The prediction performance of intraocular lens (IOL) formulas for cataract patients is usually evaluated with the following metrics: the mean prediction error (ME), the mean absolute error (MAE), median absolute error (MedAE), and standard deviation (SD) of the prediction error (PE), as recommended in multiple publications.

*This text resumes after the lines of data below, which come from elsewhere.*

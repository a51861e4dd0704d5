//! Client-side form checks. Every check works on raw field values so it can
//! run on each change and again at submit.

pub mod availability;
pub mod files;
pub mod registration;

use std::collections::BTreeMap;
use std::fmt;

use thiserror::Error;

#[derive(Clone, Copy, Debug, PartialEq, Eq, PartialOrd, Ord, Hash)]
pub enum Field {
    Date,
    StartTime,
    EndTime,
    StartDate,
    EndDate,
    BulkStartTime,
    BulkEndTime,
    ConfirmPassword,
    ProfilePhoto,
    Certificates,
    Attachment,
}

impl Field {
    /// Form input id the field is rendered under.
    pub fn as_str(self) -> &'static str {
        match self {
            Field::Date => "date",
            Field::StartTime => "startTime",
            Field::EndTime => "endTime",
            Field::StartDate => "startDate",
            Field::EndDate => "endDate",
            Field::BulkStartTime => "bulkStartTime",
            Field::BulkEndTime => "bulkEndTime",
            Field::ConfirmPassword => "confirmPassword",
            Field::ProfilePhoto => "profilePhoto",
            Field::Certificates => "certificates",
            Field::Attachment => "attachment",
        }
    }
}

impl fmt::Display for Field {
    fn fmt(&self, f: &mut fmt::Formatter<'_>) -> fmt::Result {
        f.write_str(self.as_str())
    }
}

/// A failed check. Form-level failures carry no field.
#[derive(Clone, Debug, PartialEq, Eq, Error)]
#[error("{message}")]
pub struct ValidationError {
    pub field: Option<Field>,
    pub message: String,
}

impl ValidationError {
    pub fn field(field: Field, message: impl Into<String>) -> Self {
        Self {
            field: Some(field),
            message: message.into(),
        }
    }

    pub fn form(message: impl Into<String>) -> Self {
        Self {
            field: None,
            message: message.into(),
        }
    }
}

/// Inline error state: which fields are flagged invalid and what they show.
#[derive(Clone, Debug, Default, PartialEq, Eq)]
pub struct FieldErrors {
    fields: BTreeMap<Field, String>,
    form: Option<String>,
}

impl FieldErrors {
    pub fn new() -> Self {
        Self::default()
    }

    /// Applies one check outcome for `field`; a pass clears the field.
    pub fn record(&mut self, field: Field, outcome: &Result<(), ValidationError>) -> bool {
        match outcome {
            Ok(()) => {
                self.fields.remove(&field);
                true
            }
            Err(error) => {
                self.fields.insert(field, error.message.clone());
                false
            }
        }
    }

    pub fn set_form_error(&mut self, message: impl Into<String>) {
        self.form = Some(message.into());
    }

    pub fn clear_form_error(&mut self) {
        self.form = None;
    }

    pub fn form_error(&self) -> Option<&str> {
        self.form.as_deref()
    }

    pub fn get(&self, field: Field) -> Option<&str> {
        self.fields.get(&field).map(String::as_str)
    }

    pub fn is_invalid(&self, field: Field) -> bool {
        self.fields.contains_key(&field)
    }

    pub fn is_empty(&self) -> bool {
        self.fields.is_empty() && self.form.is_none()
    }

    pub fn invalid_fields(&self) -> impl Iterator<Item = (Field, &str)> {
        self.fields
            .iter()
            .map(|(field, message)| (*field, message.as_str()))
    }

    /// Clears everything, as when the form's dialog closes.
    pub fn reset(&mut self) {
        self.fields.clear();
        self.form = None;
    }
}
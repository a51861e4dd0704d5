#[cfg(not(feature = "coverage"))]
fn app_main() {
    marketplace_client::run();
}

#[cfg(feature = "coverage")]
fn app_main() {}

fn main() {
    app_main();
}
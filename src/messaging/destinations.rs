//! Address scheme of the message bus.
//!
//! Topics under `/topic` are broadcast to every participant of a conversation.
//! Queues under `/user/queue` are delivered only to the authenticated user.
//! Addresses under `/app` are handled by the server.

use crate::messaging::payload::ChannelKind;
use crate::transport::types::ConversationId;

pub const USER_ERRORS: &str = "/user/queue/errors";
pub const USER_NOTIFICATIONS: &str = "/user/queue/notifications";

/// A subscribable channel: either user-scoped or tied to one conversation.
#[derive(Clone, Copy, Debug, PartialEq, Eq, Hash)]
pub enum Channel {
    UserErrors,
    UserNotifications,
    Messages(ConversationId),
    Notifications(ConversationId),
    Typing(ConversationId),
    ReadReceipts(ConversationId),
}

impl Channel {
    /// The four channels subscribed while a conversation is active.
    pub fn for_conversation(id: ConversationId) -> [Channel; 4] {
        [
            Channel::Messages(id),
            Channel::Notifications(id),
            Channel::Typing(id),
            Channel::ReadReceipts(id),
        ]
    }

    pub fn user_scoped() -> [Channel; 2] {
        [Channel::UserErrors, Channel::UserNotifications]
    }

    pub fn destination(&self) -> String {
        match self {
            Channel::UserErrors => USER_ERRORS.to_string(),
            Channel::UserNotifications => USER_NOTIFICATIONS.to_string(),
            Channel::Messages(id) => format!("/topic/conversation/{id}"),
            Channel::Notifications(id) => format!("/user/queue/conversation/{id}/notification"),
            Channel::Typing(id) => format!("/topic/conversation/{id}/typing"),
            Channel::ReadReceipts(id) => format!("/user/queue/conversation/{id}/read-receipt"),
        }
    }

    pub fn conversation(&self) -> Option<ConversationId> {
        match self {
            Channel::UserErrors | Channel::UserNotifications => None,
            Channel::Messages(id)
            | Channel::Notifications(id)
            | Channel::Typing(id)
            | Channel::ReadReceipts(id) => Some(*id),
        }
    }

    pub fn kind(&self) -> ChannelKind {
        match self {
            Channel::UserErrors => ChannelKind::UserErrors,
            Channel::UserNotifications => ChannelKind::UserNotifications,
            Channel::Messages(_) => ChannelKind::Messages,
            Channel::Notifications(_) => ChannelKind::ConversationNotifications,
            Channel::Typing(_) => ChannelKind::Typing,
            Channel::ReadReceipts(_) => ChannelKind::ReadReceipts,
        }
    }
}

pub fn send_address(id: ConversationId) -> String {
    format!("/app/chat/send/{id}")
}

pub fn typing_address(id: ConversationId) -> String {
    format!("/app/chat/typing/{id}")
}

pub fn mark_as_read_address(id: ConversationId) -> String {
    format!("/app/chat/mark-as-read/{id}")
}
use crate::transport::errors::TransportError;
use bytes::{Buf, BufMut, BytesMut};
#[cfg(not(feature = "coverage"))]
use openssl::ssl::{SslConnector, SslMethod};
#[cfg(not(feature = "coverage"))]
use std::net::TcpStream;
use std::time::Duration;
use tokio_util::codec::{Decoder, Encoder};

/// Socket read timeout; a read that times out yields "no frame yet".
pub const READ_TIMEOUT: Duration = Duration::from_millis(250);

/// Reads the handshake may spend waiting for CONNECTED.
pub const MAX_HANDSHAKE_POLLS: usize = 40;

#[derive(Clone, Copy, Debug, PartialEq, Eq)]
pub enum Command {
    Connect,
    Stomp,
    Connected,
    Send,
    Subscribe,
    Unsubscribe,
    Disconnect,
    Message,
    Receipt,
    Error,
}

impl Command {
    pub fn as_str(self) -> &'static str {
        match self {
            Command::Connect => "CONNECT",
            Command::Stomp => "STOMP",
            Command::Connected => "CONNECTED",
            Command::Send => "SEND",
            Command::Subscribe => "SUBSCRIBE",
            Command::Unsubscribe => "UNSUBSCRIBE",
            Command::Disconnect => "DISCONNECT",
            Command::Message => "MESSAGE",
            Command::Receipt => "RECEIPT",
            Command::Error => "ERROR",
        }
    }

    pub fn parse(raw: &str) -> Option<Self> {
        let command = match raw {
            "CONNECT" => Command::Connect,
            "STOMP" => Command::Stomp,
            "CONNECTED" => Command::Connected,
            "SEND" => Command::Send,
            "SUBSCRIBE" => Command::Subscribe,
            "UNSUBSCRIBE" => Command::Unsubscribe,
            "DISCONNECT" => Command::Disconnect,
            "MESSAGE" => Command::Message,
            "RECEIPT" => Command::Receipt,
            "ERROR" => Command::Error,
            _ => return None,
        };
        Some(command)
    }

    // CONNECT and CONNECTED headers are sent verbatim.
    fn escapes_headers(self) -> bool {
        !matches!(self, Command::Connect | Command::Connected)
    }
}
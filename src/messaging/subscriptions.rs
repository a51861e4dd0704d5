use std::collections::HashMap;

use crate::messaging::destinations::Channel;
use crate::transport::types::ConversationId;

fn ordinal(id: &str) -> u64 {
    id.trim_start_matches("sub-").parse().unwrap_or(0)
}

/// Active subscriptions keyed by the client-generated subscription id.
#[derive(Debug, Default)]
pub struct SubscriptionSet {
    by_id: HashMap<String, Channel>,
    next_id: u64,
}

impl SubscriptionSet {
    pub fn new() -> Self {
        Self::default()
    }

    /// Registers `channel` and returns the id to subscribe it under.
    pub fn register(&mut self, channel: Channel) -> String {
        let id = format!("sub-{}", self.next_id);
        self.next_id += 1;
        self.by_id.insert(id.clone(), channel);
        id
    }

    pub fn channel(&self, id: &str) -> Option<Channel> {
        self.by_id.get(id).copied()
    }

    pub fn id_for(&self, channel: Channel) -> Option<&str> {
        self.by_id
            .iter()
            .find(|(_, existing)| **existing == channel)
            .map(|(id, _)| id.as_str())
    }

    pub fn is_subscribed(&self, channel: Channel) -> bool {
        self.id_for(channel).is_some()
    }

    /// Removes every channel of `conversation`, returning their ids sorted.
    pub fn remove_conversation(&mut self, conversation: ConversationId) -> Vec<String> {
        let mut ids = self
            .by_id
            .iter()
            .filter(|(_, channel)| channel.conversation() == Some(conversation))
            .map(|(id, _)| id.clone())
            .collect::<Vec<_>>();
        ids.sort_by_key(|id| ordinal(id));
        for id in &ids {
            self.by_id.remove(id);
        }
        ids
    }

    pub fn clear(&mut self) {
        self.by_id.clear();
    }

    pub fn len(&self) -> usize {
        self.by_id.len()
    }

    pub fn is_empty(&self) -> bool {
        self.by_id.is_empty()
    }

    pub fn channels(&self) -> Vec<Channel> {
        let mut entries = self.by_id.iter().collect::<Vec<_>>();
        entries.sort_by_key(|(id, _)| ordinal(id));
        entries.into_iter().map(|(_, channel)| *channel).collect()
    }
}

1–3 These are standard evaluation metrics commonly used for regression problems in which the target value is a scalar. The MAE summarizes the average distance between the prediction and the true value. The MedAE evaluates the median deviation and is less sensitive to outliers and extreme values. The standard deviation (SD) measures the extent of scattering of the PE. Aside from these standard metrics, ophthalmologists also calculate the percentage of PEs within a certain range (e.g., ± 0.25
D, ± 0.5
D), and the performance in different axial length (AL) groups (short, medium, and long). The former is a convenient way of investigating the distribution of PEs. The latter aids in determining whether a formula has consistent performance among myopic, hyperopic, and regular eyes. Recently, Hoffer and Savini
2 demonstrated a new evaluation metric, the IOL Formula Performance Index, which combines multiple metrics into one: (1) the SD, (2) the MedAE, (3) the AL bias, and (4) the percentage of eyes with PE within ± 0.5
D. Holladay et al.
4 reviewed IOL calculation evaluation metrics and recommended the SD as the single best measurement because SD allows the use of heteroscedastic statistical methods and SD predicts the percentage of cases within a given interval, the mean absolute error, and the median of the absolute errors. However, this conclusion was drawn based on the results of 11 optics-based IOL formulas (Barrett, Olsen, Haigis, Haigis WK, Holladay 1, Holladay 1 WK, Holladay 2, SRK/T, SRK/T WK, Hoffer Q, and Hoffer Q WK), which have been validated extensively with real-world datasets. For ML-based formulas, the algorithm is oftentimes a black box, of which the exact behavior is not known a priori. When evaluating or developing novel ML-based IOL formulas, it is important that the evaluation metric is appropriately selected and robust enough so that the trained model can be generalized to unseen data. In addition, there is evidence from the study of Gatinel et al.
5 indicating that the lens constant value that serves to cancel the systematic bias is likely to unpredictably vary the SD.